We think silver is uniquely positioned to continue its stellar rally in 2010. Valuations compared to gold remain extremely attractive, demand from the investment community is robust and the metal's industrial demand will rise as the global economy recovers. Our base case is that silver has potential to trade well above $20 in the year ahead.
Silver has markedly outperformed gold over the last year, turning in a stellar 53% year/year return through December compared to a 30% gain in the yellow metal. We do not expect this to change in 2010 and look for the value of silver relative to gold to continue to track higher. Gold is currently valued at 65 times that of silver. Next year we expect this ratio to revert back to levels that dominated between the better part of 2006-2008. In other words, a gold to silver ratio of about 50. Taking our expected range for gold into account, at $1050/1250, this would mean silver returning to a zone closer to $21/25.

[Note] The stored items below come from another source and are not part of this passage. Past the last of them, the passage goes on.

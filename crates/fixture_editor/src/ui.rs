//! egui rendering of the fixture dialogs (feature `ui`).
//!
//! Everything here is read-only with respect to dialog state: interactions are
//! written as [`FixtureDialogInput`] events and applied by the reducer.
use bevy::prelude::*;
use bevy_egui::{egui, EguiContexts};
use fixture_model::{FilterAxis, CATEGORIES};

use crate::panels::LOCAL_TRANSFORM_HELP;
use crate::{
    ActiveFixtureDialog, AddFixtureDialog, ClickModifiers, DialogAction, DialogMessages, DialogTab,
    EditFixtureDialog, FilterKind, FixtureCommand, FixtureDialogInput, FixtureEditorSet, FixturePanel,
    ShapeCommand, TransformCommand,
};

const LIST_HEIGHT: f32 = 200.0;

/// Draws the active dialog and pending messages. Needs `EguiPlugin` and
/// [`FixtureEditorPlugin`](crate::FixtureEditorPlugin).
pub struct FixtureEditorUiPlugin;

impl Plugin for FixtureEditorUiPlugin {
    fn build(&self, app: &mut App) {
        app.add_systems(
            Update,
            (fixture_dialog_window, dialog_message_window).in_set(FixtureEditorSet::Present),
        );
    }
}

pub fn fixture_dialog_window(
    mut contexts: EguiContexts,
    active: Res<ActiveFixtureDialog>,
    mut input: EventWriter<FixtureDialogInput>,
) {
    let mut actions: Vec<DialogAction> = Vec::new();
    let ctx = contexts.ctx_mut();
    match &*active {
        ActiveFixtureDialog::None => return,
        ActiveFixtureDialog::Add { dialog, .. } => add_dialog_ui(ctx, dialog, &mut actions),
        ActiveFixtureDialog::Edit { dialog, .. } => edit_dialog_ui(ctx, dialog, &mut actions),
    }
    for action in actions {
        input.write(FixtureDialogInput(action));
    }
}

pub fn dialog_message_window(mut contexts: EguiContexts, mut messages: ResMut<DialogMessages>) {
    let Some(current) = messages.current().cloned() else {
        return;
    };
    let ctx = contexts.ctx_mut();
    let mut dismissed = false;
    egui::Window::new(current.title.as_str())
        .id(egui::Id::new("fixture_dialog_message"))
        .collapsible(false)
        .resizable(false)
        .anchor(egui::Align2::CENTER_CENTER, [0.0, 0.0])
        .show(ctx, |ui| {
            ui.label(current.message.as_str());
            ui.add_space(6.0);
            dismissed = ui.button("OK").clicked();
        });
    if dismissed {
        messages.dismiss();
    }
}

fn window_title(icon: Option<&str>, title: &str) -> String {
    match icon {
        Some(icon) => format!("{icon} {title}"),
        None => title.to_string(),
    }
}

fn add_dialog_ui(ctx: &egui::Context, dialog: &AddFixtureDialog, actions: &mut Vec<DialogAction>) {
    egui::Window::new(window_title(dialog.icon(), dialog.title()))
        .id(egui::Id::new("add_fixture_dialog"))
        .collapsible(false)
        .resizable(false)
        .show(ctx, |ui| {
            ui.horizontal(|ui| {
                for (tab, label) in [
                    (DialogTab::Shape, "Shape"),
                    (DialogTab::Fixture, "Fixture"),
                    (DialogTab::LocalTransform, "Local Transform"),
                ] {
                    if ui.selectable_label(dialog.tab() == tab, label).clicked() {
                        actions.push(DialogAction::SelectTab(tab));
                    }
                }
            });
            ui.separator();
            match dialog.tab() {
                DialogTab::Shape => shape_tab(ui, dialog, actions),
                DialogTab::Fixture => fixture_panel_ui(ui, dialog.fixture_panel(), actions),
                DialogTab::LocalTransform => transform_tab(ui, dialog, actions),
            }
            ui.separator();
            ui.horizontal(|ui| {
                if ui.button("Cancel").clicked() {
                    actions.push(DialogAction::Cancel);
                }
                if ui.button("Add").clicked() {
                    actions.push(DialogAction::Confirm);
                }
            });
        });
}

fn edit_dialog_ui(ctx: &egui::Context, dialog: &EditFixtureDialog, actions: &mut Vec<DialogAction>) {
    egui::Window::new(dialog.title())
        .id(egui::Id::new("edit_fixture_dialog"))
        .collapsible(false)
        .resizable(false)
        .show(ctx, |ui| {
            fixture_panel_ui(ui, dialog.panel(), actions);
            ui.separator();
            ui.horizontal(|ui| {
                if ui.button("Cancel").clicked() {
                    actions.push(DialogAction::Cancel);
                }
                if ui.button("OK").clicked() {
                    actions.push(DialogAction::Confirm);
                }
            });
        });
}

fn shape_tab(ui: &mut egui::Ui, dialog: &AddFixtureDialog, actions: &mut Vec<DialogAction>) {
    let panel = dialog.shape_panel();
    ui.label(egui::RichText::new(panel.kind().label()).strong());
    egui::Grid::new("shape_fields").num_columns(2).show(ui, |ui| {
        for (index, field) in panel.fields().iter().enumerate() {
            ui.label(field.label);
            let mut text = field.text.clone();
            if ui.text_edit_singleline(&mut text).changed() {
                actions.push(ShapeCommand::SetField { index, text }.into());
            }
            ui.end_row();
        }
    });
    if ui.button("Reset").clicked() {
        actions.push(ShapeCommand::Reset.into());
    }
}

fn transform_tab(ui: &mut egui::Ui, dialog: &AddFixtureDialog, actions: &mut Vec<DialogAction>) {
    ui.label(LOCAL_TRANSFORM_HELP);
    ui.add_space(4.0);
    egui::Grid::new("transform_fields").num_columns(2).show(ui, |ui| {
        for (index, field) in dialog.transform_panel().fields().iter().enumerate() {
            ui.label(field.label);
            let mut text = field.text.clone();
            if ui.text_edit_singleline(&mut text).changed() {
                actions.push(TransformCommand::SetField { index, text }.into());
            }
            ui.end_row();
        }
    });
}

fn fixture_panel_ui(ui: &mut egui::Ui, panel: &FixturePanel, actions: &mut Vec<DialogAction>) {
    let draft = panel.draft();
    egui::Grid::new("fixture_fields").num_columns(2).show(ui, |ui| {
        ui.label("Name");
        let mut name = draft.name.clone();
        if ui.text_edit_singleline(&mut name).changed() {
            actions.push(FixtureCommand::SetName(name).into());
        }
        ui.end_row();

        ui.label("Filter")
            .on_hover_text("The filter allows certain groups of fixtures to collide or not collide.");
        ui.horizontal(|ui| {
            let kind = panel.filter_kind();
            if ui.radio(kind == FilterKind::Default, "Default").clicked() {
                actions.push(FixtureCommand::SetFilterKind(FilterKind::Default).into());
            }
            if ui.radio(kind == FilterKind::Category, "Category").clicked() {
                actions.push(FixtureCommand::SetFilterKind(FilterKind::Category).into());
            }
        });
        ui.end_row();

        if panel.filter_lists_visible() {
            ui.label("");
            ui.horizontal(|ui| {
                category_list(ui, panel, FilterAxis::Category, "Groups", actions);
                category_list(ui, panel, FilterAxis::Mask, "Masks", actions);
            });
            ui.end_row();
        }

        ui.label("Is Sensor")
            .on_hover_text("A sensor fixture is detected during collision but not resolved.");
        let mut sensor = draft.sensor;
        if ui.checkbox(&mut sensor, "").changed() {
            actions.push(FixtureCommand::SetSensor(sensor).into());
        }
        ui.end_row();

        ui.label("Density").on_hover_text("Kilograms per square meter");
        let mut text = panel.density_text().to_string();
        let response = ui.text_edit_singleline(&mut text);
        if response.changed() {
            actions.push(FixtureCommand::EditDensityText(text).into());
        }
        if response.lost_focus() {
            actions.push(FixtureCommand::CommitDensityText.into());
        }
        ui.end_row();

        ui.label("Friction");
        let mut friction = panel.friction_slider().value();
        if ui
            .add(egui::Slider::new(&mut friction, panel.friction_slider().range()).custom_formatter(percent))
            .changed()
        {
            actions.push(FixtureCommand::SetFriction(friction).into());
        }
        ui.end_row();

        ui.label("Restitution");
        let mut restitution = panel.restitution_slider().value();
        if ui
            .add(egui::Slider::new(&mut restitution, panel.restitution_slider().range()).custom_formatter(percent))
            .changed()
        {
            actions.push(FixtureCommand::SetRestitution(restitution).into());
        }
        ui.end_row();
    });
}

fn percent(value: f64, _decimals: std::ops::RangeInclusive<usize>) -> String {
    format!("{:.2}", value * 0.01)
}

fn category_list(
    ui: &mut egui::Ui,
    panel: &FixturePanel,
    axis: FilterAxis,
    label: &str,
    actions: &mut Vec<DialogAction>,
) {
    let list = panel.filter_editor().list(axis);
    ui.vertical(|ui| {
        ui.label(label);
        egui::ScrollArea::vertical()
            .id_salt(label)
            .max_height(LIST_HEIGHT)
            .show(ui, |ui| {
                for (index, option) in CATEGORIES.iter().enumerate() {
                    if ui.selectable_label(list.is_selected(index), option.label).clicked() {
                        let mods = ui.input(|i| ClickModifiers { toggle: i.modifiers.command, range: i.modifiers.shift });
                        actions.push(
                            FixtureCommand::SelectFilterBits { axis, selection: list.click(index, mods) }.into(),
                        );
                    }
                }
            });
    });
}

The speculative position in silver is a net long 43,000 contracts as per December 11, a -20% decline from the nearby October highs. Thus unlike gold, silver is not at an extremely overbought level at the moment. And while gold has clearly staked out new all-time highs, silver remains well below its post-1980 record of $21.34 set back in 2008.

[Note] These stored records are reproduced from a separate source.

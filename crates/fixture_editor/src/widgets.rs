//! Toolkit-independent widget state: what a list, slider or text field
//! currently shows.

use std::collections::BTreeSet;

use crate::command::ListSelection;

/// Multi-select list state.
#[derive(Debug, Clone, PartialEq, Eq)]
pub struct SelectionList {
    len: usize,
    selected: BTreeSet<usize>,
    anchor: Option<usize>,
}

/// Modifier keys held during a list click.
#[derive(Debug, Clone, Copy, Default, PartialEq, Eq)]
pub struct ClickModifiers {
    /// Ctrl / Cmd: toggle one row.
    pub toggle: bool,
    /// Shift: extend from the anchor row.
    pub range: bool,
}

impl SelectionList {
    pub fn new(len: usize) -> Self {
        Self { len, selected: BTreeSet::new(), anchor: None }
    }

    pub fn len(&self) -> usize {
        self.len
    }

    pub fn is_empty(&self) -> bool {
        self.len == 0
    }

    pub fn is_selected(&self, index: usize) -> bool {
        self.selected.contains(&index)
    }

    /// Ascending.
    pub fn selected_indices(&self) -> Vec<usize> {
        self.selected.iter().copied().collect()
    }

    pub fn set_selected_index(&mut self, index: usize) {
        self.set_selected_indices(&[index]);
    }

    /// Replaces the selection; indices outside the list are dropped.
    pub fn set_selected_indices(&mut self, indices: &[usize]) {
        self.selected = indices.iter().copied().filter(|&i| i < self.len).collect();
        self.anchor = indices.last().copied().filter(|&i| i < self.len);
    }

    /// Applies a selection event, moving the anchor to the row it was made from.
    pub fn apply(&mut self, selection: &ListSelection) {
        self.set_selected_indices(&selection.indices);
        if let Some(row) = selection.anchor.filter(|&i| i < self.len) {
            self.anchor = Some(row);
        }
    }

    /// Settled selection event for a click on `index`. Shift-clicks keep the
    /// current anchor; every other click re-anchors on the clicked row.
    pub fn click(&self, index: usize, mods: ClickModifiers) -> ListSelection {
        let anchor = if mods.range { self.anchor.or(Some(index)) } else { Some(index) };
        ListSelection {
            anchor: anchor.filter(|&i| i < self.len),
            ..ListSelection::settled(self.clicked(index, mods))
        }
    }

    /// Selection that results from clicking `index` with `mods`, without applying it.
    pub fn clicked(&self, index: usize, mods: ClickModifiers) -> Vec<usize> {
        if index >= self.len {
            return self.selected_indices();
        }
        if mods.range {
            let anchor = self.anchor.unwrap_or(index);
            let (lo, hi) = if anchor <= index { (anchor, index) } else { (index, anchor) };
            let mut out: BTreeSet<usize> = if mods.toggle { self.selected.clone() } else { BTreeSet::new() };
            out.extend(lo..=hi);
            return out.into_iter().collect();
        }
        if mods.toggle {
            let mut out = self.selected.clone();
            if !out.remove(&index) {
                out.insert(index);
            }
            return out.into_iter().collect();
        }
        vec![index]
    }
}

/// Integer slider whose value is shown and stored scaled (e.g. 0..100 -> 0.00..1.00).
#[derive(Debug, Clone, Copy, PartialEq)]
pub struct ScaledSlider {
    min: i32,
    max: i32,
    value: i32,
    scale: f32,
}

impl ScaledSlider {
    pub fn new(min: i32, max: i32, value: i32, scale: f32) -> Self {
        Self { min, max, value: value.clamp(min, max), scale }
    }

    /// 0..=100 slider in steps of 0.01, positioned at `scaled` (truncated like the field display).
    pub fn percent(scaled: f32) -> Self {
        let pos = if scaled.is_finite() { (scaled * 100.0) as i32 } else { 0 };
        Self::new(0, 100, pos, 0.01)
    }

    pub fn value(&self) -> i32 {
        self.value
    }

    pub fn range(&self) -> std::ops::RangeInclusive<i32> {
        self.min..=self.max
    }

    pub fn set_value(&mut self, value: i32) {
        self.value = value.clamp(self.min, self.max);
    }

    pub fn scaled_value(&self) -> f32 {
        self.value as f32 * self.scale
    }
}

/// Labelled single-line text input.
#[derive(Debug, Clone, PartialEq, Eq)]
pub struct TextField {
    pub label: &'static str,
    pub text: String,
}

impl TextField {
    pub fn new(label: &'static str, text: impl Into<String>) -> Self {
        Self { label, text: text.into() }
    }
}

/// Trimmed, finite `f32`; anything else is `None`.
pub fn parse_number(text: &str) -> Option<f32> {
    text.trim().parse::<f32>().ok().filter(|v| v.is_finite())
}

/// Two-decimal display used by the numeric fields.
pub fn format_number(value: f32) -> String {
    format!("{value:.2}")
}

#[cfg(test)]
mod tests {
    use super::*;

    #[test]
    fn plain_click_selects_one() {
        let mut list = SelectionList::new(32);
        list.set_selected_indices(&[1, 2, 3]);
        assert_eq!(list.clicked(5, ClickModifiers::default()), vec![5]);
    }

    #[test]
    fn toggle_click_adds_and_removes() {
        let mut list = SelectionList::new(32);
        list.set_selected_indices(&[1, 4]);
        let toggle = ClickModifiers { toggle: true, range: false };
        assert_eq!(list.clicked(2, toggle), vec![1, 2, 4]);
        assert_eq!(list.clicked(4, toggle), vec![1]);
    }

    #[test]
    fn range_click_spans_from_anchor() {
        let mut list = SelectionList::new(32);
        list.set_selected_index(6);
        let range = ClickModifiers { toggle: false, range: true };
        assert_eq!(list.clicked(3, range), vec![3, 4, 5, 6]);
    }

    #[test]
    fn toggle_click_moves_anchor_to_clicked_row() {
        let mut list = SelectionList::new(32);
        list.set_selected_index(5);
        let toggle = ClickModifiers { toggle: true, range: false };
        let event = list.click(1, toggle);
        assert_eq!(event.indices, vec![1, 5]);
        list.apply(&event);

        let range = ClickModifiers { toggle: false, range: true };
        assert_eq!(list.click(3, range).indices, vec![1, 2, 3]);
    }

    #[test]
    fn range_click_keeps_anchor() {
        let mut list = SelectionList::new(32);
        list.apply(&list.click(2, ClickModifiers::default()));
        let range = ClickModifiers { toggle: false, range: true };
        list.apply(&list.click(6, range));
        assert_eq!(list.selected_indices(), vec![2, 3, 4, 5, 6]);
        assert_eq!(list.click(4, range).indices, vec![2, 3, 4]);
    }

    #[test]
    fn out_of_range_dropped() {
        let mut list = SelectionList::new(4);
        list.set_selected_indices(&[1, 9]);
        assert_eq!(list.selected_indices(), vec![1]);
        assert_eq!(list.clicked(10, ClickModifiers::default()), vec![1]);
    }

    #[test]
    fn percent_slider_scaling() {
        let mut s = ScaledSlider::percent(0.25);
        assert_eq!(s.value(), 25);
        s.set_value(250);
        assert_eq!(s.value(), 100);
        assert!((s.scaled_value() - 1.0).abs() < 1e-6);
        assert_eq!(ScaledSlider::percent(-1.0).value(), 0);
    }

    #[test]
    fn number_parsing() {
        assert_eq!(parse_number(" 2.5 "), Some(2.5));
        assert_eq!(parse_number("inf"), None);
        assert_eq!(parse_number("abc"), None);
        assert_eq!(format_number(0.01), "0.01");
    }
}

The industrial application of silver relative to gold is another factor that will lead to an outperformance of the former in the year-ahead. The latest data available show that 54% of total silver fabrication goes to industrial applications. The amount used for coin and metal production is a mere 8%. As such, even a flight away from silver as a safe haven asset would not necessarily dent prospects for higher prices. With the global economy conservatively expected to expand 3.1% in 2010 (IMF projections) and most of that growth coming from developing nations, silver is in a unique position to prosper.
The growing middle class in the developing world will have a budding appetite for things where silver is a critical component, with little possible substitutes. Most notable is silver's use in the electronics space. Including but not limited to silver membrane switches (used in buttons on televisions, telephones, appliances), printed circuit boards (used in phones, computers), and plasma display panels (computers, televisions). Thus it should not surprise anyone that silver and the S&P 500 Technology sector both enjoyed 50% gains in 2009 (compared to 22% for the overall market). Should the tech sector revisit even the recent 2007 highs, this should put silver prices comfortably back above the $20 zone.
To any view, there are of course downside risks. Thus we will provide some technical levels to keep in mind as 2010 kicks off. For support, we are focusing on a daily up-trendline and the 100-day moving average which converge in the $16.60/50 area as of this writing. A daily close below this zone would open up potential towards $15 on the follow. The upside is likely to be challenged first and foremost at the $18 level, which looks like a very good pivot on the daily charts (multiple highs/lows around there). Daily trendline resistance then comes in near $19.50 and above there would target the $21.34 high back to March 2008.